Doctors who first coined the term “hygiene hypothesis” found that in bigger families, younger siblings who were exposed to more illness and dirt actually had fewer allergies.
Another of the experts who spoke in Denver has been studying Amish communities in Indiana where he has found some the lowest allergy rates in the developing world.
Dr. Mark Holbreich, an allergist from Indianapolis, began offering free clinics for the Amish several years ago because they don’t have health insurance. He said some of his Amish patients thought they had allergies, but when he tested them, in fact, almost none did.
“I didn’t know what to make of it,” Holbreich said.

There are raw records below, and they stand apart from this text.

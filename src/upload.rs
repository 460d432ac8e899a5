use std::ffi::OsStr;
use std::path::{Path, PathBuf};
use std::sync::Arc;

use async_trait::async_trait;
use rand::{Rng, distr::Alphanumeric};

use crate::error::{AppError, AppResult};

/// Maximum accepted upload size: 20 MB.
pub const MAX_FILE_SIZE: usize = 20 * 1024 * 1024;

/// UploadKind
///
/// The declared upload category. Each kind maps to a MIME allow-list and a
/// subdirectory under the upload root. Link/redirect resources carry no
/// file, so they have no kind here.
#[derive(Debug, Clone, Copy, PartialEq, Eq)]
pub enum UploadKind {
    Pdf,
    Video,
    Image,
}

impl UploadKind {
    pub fn parse(value: &str) -> Option<Self> {
        match value {
            "pdf" => Some(Self::Pdf),
            "video" => Some(Self::Video),
            "image" => Some(Self::Image),
            _ => None,
        }
    }

    pub fn as_str(&self) -> &'static str {
        match self {
            Self::Pdf => "pdf",
            Self::Video => "video",
            Self::Image => "image",
        }
    }

    /// The declared MIME types accepted for this kind. Declared only: the
    /// content itself is not sniffed.
    pub fn allowed_mime_types(&self) -> &'static [&'static str] {
        match self {
            Self::Pdf => &["application/pdf"],
            Self::Video => &["video/mp4", "video/webm", "video/ogg"],
            Self::Image => &["image/jpeg", "image/png", "image/webp", "image/gif"],
        }
    }
}

/// Rejects a declared content type outside the kind's allow-list.
pub fn validate_mime(kind: UploadKind, content_type: &str) -> AppResult<()> {
    if !kind.allowed_mime_types().contains(&content_type) {
        return Err(AppError::validation(format!(
            "Invalid file format for {}",
            kind.as_str()
        )));
    }
    Ok(())
}

/// Rejects payloads over [`MAX_FILE_SIZE`].
pub fn validate_size(size: usize) -> AppResult<()> {
    if size > MAX_FILE_SIZE {
        return Err(AppError::validation(format!(
            "File too large. Maximum size is {}MB",
            MAX_FILE_SIZE / (1024 * 1024)
        )));
    }
    Ok(())
}

/// unique_filename
///
/// Builds a collision-resistant on-disk name from the client's filename:
/// the stem with anything outside `[A-Za-z0-9-_]` replaced by underscores,
/// a millisecond timestamp, a 6-character random suffix, and the original
/// extension. Path separators and traversal components cannot survive the
/// sanitization.
pub fn unique_filename(original: &str) -> String {
    let path = Path::new(original);

    let stem = path
        .file_stem()
        .and_then(OsStr::to_str)
        .filter(|s| !s.is_empty())
        .unwrap_or("file");
    let sanitized: String = stem
        .chars()
        .map(|c| {
            if c.is_ascii_alphanumeric() || c == '-' || c == '_' {
                c
            } else {
                '_'
            }
        })
        .collect();

    let extension = path
        .extension()
        .and_then(OsStr::to_str)
        .filter(|e| e.chars().all(|c| c.is_ascii_alphanumeric()))
        .unwrap_or("bin");

    let timestamp = chrono::Utc::now().timestamp_millis();
    let random: String = rand::rng()
        .sample_iter(&Alphanumeric)
        .take(6)
        .map(char::from)
        .collect();

    format!("{sanitized}_{timestamp}_{random}.{extension}")
}

// 1. StorageService Contract

/// StorageService
///
/// The abstract contract for persisting uploaded files. Lets the handlers
/// swap the real local-disk implementation for the in-memory mock during
/// testing without touching the calling code.
#[async_trait]
pub trait StorageService: Send + Sync {
    /// Provisions the upload directory layout (one subdirectory per kind).
    /// Called once at startup; a no-op for the mock.
    async fn ensure_layout(&self);

    /// Persists `bytes` under the kind's subdirectory and returns the
    /// public-relative URL path (`/uploads/{kind}/{filename}`).
    async fn store(&self, kind: UploadKind, filename: &str, bytes: &[u8]) -> AppResult<String>;
}

/// StorageState
///
/// The concrete type used to share the storage service across the
/// application state.
pub type StorageState = Arc<dyn StorageService>;

// 2. The Real Implementation (Local Disk)

/// LocalDiskStorage
///
/// Writes uploads under a configured root directory, one subdirectory per
/// [`UploadKind`]. The root is expected to be served statically at
/// `/uploads`, which is what the returned paths assume.
#[derive(Clone)]
pub struct LocalDiskStorage {
    root: PathBuf,
}

impl LocalDiskStorage {
    pub fn new(root: impl Into<PathBuf>) -> Self {
        Self { root: root.into() }
    }
}

#[async_trait]
impl StorageService for LocalDiskStorage {
    /// Creates the root and per-kind subdirectories. Failures are logged
    /// rather than fatal; the store call re-creates directories on demand.
    async fn ensure_layout(&self) {
        for kind in [UploadKind::Pdf, UploadKind::Video, UploadKind::Image] {
            let dir = self.root.join(kind.as_str());
            if let Err(e) = tokio::fs::create_dir_all(&dir).await {
                tracing::warn!(dir = %dir.display(), error = %e, "failed to provision upload dir");
            }
        }
    }

    async fn store(&self, kind: UploadKind, filename: &str, bytes: &[u8]) -> AppResult<String> {
        // Filenames come from unique_filename(), but a hostile caller must
        // still not be able to climb out of the upload root.
        if filename.contains('/') || filename.contains('\\') || filename.contains("..") {
            return Err(AppError::validation("Invalid file name"));
        }

        let dir = self.root.join(kind.as_str());
        tokio::fs::create_dir_all(&dir)
            .await
            .map_err(|e| AppError::Storage(format!("create upload dir: {e}")))?;

        let target = dir.join(filename);
        tokio::fs::write(&target, bytes)
            .await
            .map_err(|e| AppError::Storage(format!("write upload: {e}")))?;

        Ok(format!("/uploads/{}/{}", kind.as_str(), filename))
    }
}

// 3. The Mock Implementation (For Tests)

/// MockStorageService
///
/// Accepts every store call without touching the filesystem, returning the
/// same public path the real implementation would. `new_failing()` makes
/// every operation fail, for exercising the error path.
#[derive(Clone)]
pub struct MockStorageService {
    pub should_fail: bool,
}

impl MockStorageService {
    pub fn new() -> Self {
        Self { should_fail: false }
    }

    pub fn new_failing() -> Self {
        Self { should_fail: true }
    }
}

impl Default for MockStorageService {
    fn default() -> Self {
        Self::new()
    }
}

#[async_trait]
impl StorageService for MockStorageService {
    async fn ensure_layout(&self) {
        // No-op in mock environment.
    }

    async fn store(&self, kind: UploadKind, filename: &str, _bytes: &[u8]) -> AppResult<String> {
        if self.should_fail {
            return Err(AppError::Storage(
                "mock storage failure: simulation requested".to_string(),
            ));
        }
        Ok(format!("/uploads/{}/{}", kind.as_str(), filename))
    }
}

The Amish live on traditional farms without electricity, cars or modern conveniences. Pregnant moms drink fresh unpasteurized milk and work with cows and other farm animals. Children grow up in close proximity to dirt and get plenty of manure under their nails. (Click here to read a recent piece from the New York Times Sunday Review about Holbreich and his work with the Amish.)
“They’re living a life that Europeans lived 150 years ago,” Holbreich said.

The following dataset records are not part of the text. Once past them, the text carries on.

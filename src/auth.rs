use axum::{
    extract::{FromRef, FromRequestParts},
    http::{header, request::Parts},
};
use jsonwebtoken::{DecodingKey, Validation, decode};
use serde::{Deserialize, Serialize};
use uuid::Uuid;

use crate::{
    config::{AppConfig, Env},
    error::{AppError, AppResult},
    models::ROLE_ADMIN,
    repository::RepositoryState,
};

/// Claims
///
/// The payload structure expected inside a JSON Web Token. Tokens are
/// signed by the external identity provider with the shared secret; this
/// service only validates them.
#[derive(Debug, Serialize, Deserialize)]
pub struct Claims {
    /// Subject: the user's UUID, used to load the record from `users`.
    pub sub: Uuid,
    /// Expiration time, always validated.
    pub exp: usize,
    /// Issued-at time.
    pub iat: usize,
}

/// AuthUser
///
/// The resolved identity of an authenticated request: who is acting, and
/// with which role. Store accessors take this as their explicit actor
/// argument, so authorization never depends on ambient session state.
#[derive(Debug, Clone)]
pub struct AuthUser {
    pub id: Uuid,
    /// 'USER' or 'ADMIN'. Loaded fresh from the database on every request,
    /// so a demoted or deleted user loses access immediately.
    pub role: String,
}

/// AuthUser Extractor Implementation
///
/// Implements Axum's FromRequestParts, making AuthUser usable as a handler
/// argument on any protected route. The flow:
/// 1. Local bypass: in `Env::Local`, an `x-user-id` header naming an
///    existing user authenticates directly (development and test harness).
/// 2. Bearer token extraction and JWT decoding against the shared secret.
/// 3. Database lookup of the subject, rejecting tokens for users that no
///    longer exist and picking up the current role.
///
/// Rejection: a generic 401 on any failure.
impl<S> FromRequestParts<S> for AuthUser
where
    S: Send + Sync,
    RepositoryState: FromRef<S>,
    AppConfig: FromRef<S>,
{
    type Rejection = AppError;

    async fn from_request_parts(parts: &mut Parts, state: &S) -> Result<Self, Self::Rejection> {
        let repo = RepositoryState::from_ref(state);
        let config = AppConfig::from_ref(state);

        // Local development bypass: a known user id in 'x-user-id'
        // short-circuits token validation, guarded by the Env check. The
        // user must still exist so the role is loaded correctly.
        if config.env == Env::Local {
            if let Some(user_id_header) = parts.headers.get("x-user-id") {
                if let Ok(id_str) = user_id_header.to_str() {
                    if let Ok(user_id) = Uuid::parse_str(id_str) {
                        if let Some(user) = repo.get_user(user_id).await? {
                            return Ok(AuthUser {
                                id: user.id,
                                role: user.role,
                            });
                        }
                    }
                }
            }
        }

        // Bearer token extraction.
        let auth_header = parts
            .headers
            .get(header::AUTHORIZATION)
            .and_then(|value| value.to_str().ok())
            .ok_or(AppError::Unauthorized)?;

        let token = auth_header
            .strip_prefix("Bearer ")
            .ok_or(AppError::Unauthorized)?;

        let decoding_key = DecodingKey::from_secret(config.jwt_secret.as_bytes());
        let mut validation = Validation::default();
        validation.validate_exp = true;

        // Expired, malformed, and badly signed tokens all collapse into the
        // same generic denial.
        let token_data = decode::<Claims>(token, &decoding_key, &validation)
            .map_err(|_| AppError::Unauthorized)?;

        // Final verification against the store: the token may be valid for
        // a user that was deleted after issuance.
        let user = repo
            .get_user(token_data.claims.sub)
            .await?
            .ok_or(AppError::Unauthorized)?;

        Ok(AuthUser {
            id: user.id,
            role: user.role,
        })
    }
}

/// RequireAdmin
///
/// Wraps [`AuthUser`] and rejects requests whose role is not ADMIN. Using
/// it as a handler argument makes the authorization requirement part of the
/// handler's type signature.
///
/// The rejection is the same generic 401 as a missing session: callers
/// learn nothing about why they were denied.
pub struct RequireAdmin(pub AuthUser);

impl<S> FromRequestParts<S> for RequireAdmin
where
    S: Send + Sync,
    RepositoryState: FromRef<S>,
    AppConfig: FromRef<S>,
{
    type Rejection = AppError;

    async fn from_request_parts(parts: &mut Parts, state: &S) -> Result<Self, Self::Rejection> {
        let user = AuthUser::from_request_parts(parts, state).await?;
        ensure_admin(&user)?;
        Ok(RequireAdmin(user))
    }
}

/// ensure_admin
///
/// The shared role gate. Route extractors call it at the HTTP boundary and
/// every mutating store accessor calls it again on its actor argument, so
/// no code path can reach a write without the check.
pub fn ensure_admin(actor: &AuthUser) -> AppResult<()> {
    if actor.role != ROLE_ADMIN {
        return Err(AppError::Unauthorized);
    }
    Ok(())
}

/// is_admin_email
///
/// Whether a registering email is on the configured admin allow-list
/// (case-insensitive).
pub fn is_admin_email(email: &str, admin_emails: &[String]) -> bool {
    admin_emails
        .iter()
        .any(|admin| admin.eq_ignore_ascii_case(email))
}

// --- Password Hashing ---

pub mod password {
    //! Argon2id password hashing for the credentials flow. The PHC string
    //! format embeds algorithm parameters and salt in the hash itself.

    use argon2::Argon2;
    use argon2::password_hash::rand_core::OsRng;
    use argon2::password_hash::{PasswordHash, PasswordHasher, PasswordVerifier, SaltString};

    use crate::error::{AppError, AppResult};

    /// Hash a plaintext password with Argon2id and a random salt.
    pub fn hash_password(password: &str) -> AppResult<String> {
        let salt = SaltString::generate(&mut OsRng);
        let hash = Argon2::default()
            .hash_password(password.as_bytes(), &salt)
            .map_err(|e| AppError::Storage(format!("password hashing failed: {e}")))?;
        Ok(hash.to_string())
    }

    /// Verify a plaintext password against a stored PHC-formatted hash.
    /// `Ok(false)` means a well-formed hash that does not match.
    pub fn verify_password(password: &str, hash: &str) -> AppResult<bool> {
        let parsed = PasswordHash::new(hash)
            .map_err(|e| AppError::Storage(format!("malformed password hash: {e}")))?;
        match Argon2::default().verify_password(password.as_bytes(), &parsed) {
            Ok(()) => Ok(true),
            Err(argon2::password_hash::Error::Password) => Ok(false),
            Err(e) => Err(AppError::Storage(format!(
                "password verification failed: {e}"
            ))),
        }
    }
}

He began collaborating with a European doctor, Erika Von Mutius, head of asthma and allergies at the Children’s Hospital at the University of Munich. She was studying traditional Swiss farm families and theorized that close contact with farm animals might have protective effects.
Holbreich became intrigued.
“As allergists, we spend our days treating them. We have no opportunity to prevent them.”
While allergy rates among Swiss kids who didn’t live on farms approached 50 percent, about half as many Swiss farm kids, or about 25 percent, tested positive on skin tests. Among the Amish, the rates were even lower: only about 7 percent.
“That’s the lowest prevalence of allergic disease of any population living in a westernized country that’s ever been reported,” Holbreich said.
Now, Holbreich and von Mutius are continuing to try to understand what about farm life is protective.
“Our current thought is that it requires exposure to large animals (especially cows). You need this rich microbial environment from the hay and the manure and everything else that’s floating around in the barn,” Holbreich said. “There’s something (too) about the milk that we don’t understand.”
Everyone drinks raw, unpasteurized milk, including pregnant women. Holbreich is careful to note that raw milk is not safe for people whose mothers did not drink it during pregnancy, so he’s not recommending that people run out and get raw milk.
But he’s trying to suss out the healthful effects from the milk and barn dust.
“I don’t think it’s a statistical aberration, but understanding it is hard.”
Complicating the Amish story is that similar traditional communities known as Hutterites conversely have high allergy rates similar to others in the U.S.
As Holbreich continues his work, he’s hopeful about the hygiene hypothesis: “A little dirt can’t hurt you. And maybe a little dirt can help you.”
So, what are the causes of the allergy epidemic?
The bottom line is that we don’t know. Our sedentary lives and sealed homes could play a role. One of the newest concerns is that high obesity rates can increase risk.
Along with causing other health problems, Gelfand said fat tissues can be “pro-allergic on the immune system.”
For now, some of the experts are owning up to their role in muddying the waters on allergies. Gelfand said that when peanut allergies started to rise, National Jewish doctors quickly started advising families to avoid peanuts. That may have been counterproductive for preventing allergies.
“This whole bit of advice that pediatricians and family practice doctors have been conditioned to give may have been totally wrong,” Gelfand said.
For now, he’s going back to advice Marie Antoinette might have given: “Let them eat dirt.” And he figures grandmothers everywhere are probably right: “A little dirt won’t hurt.”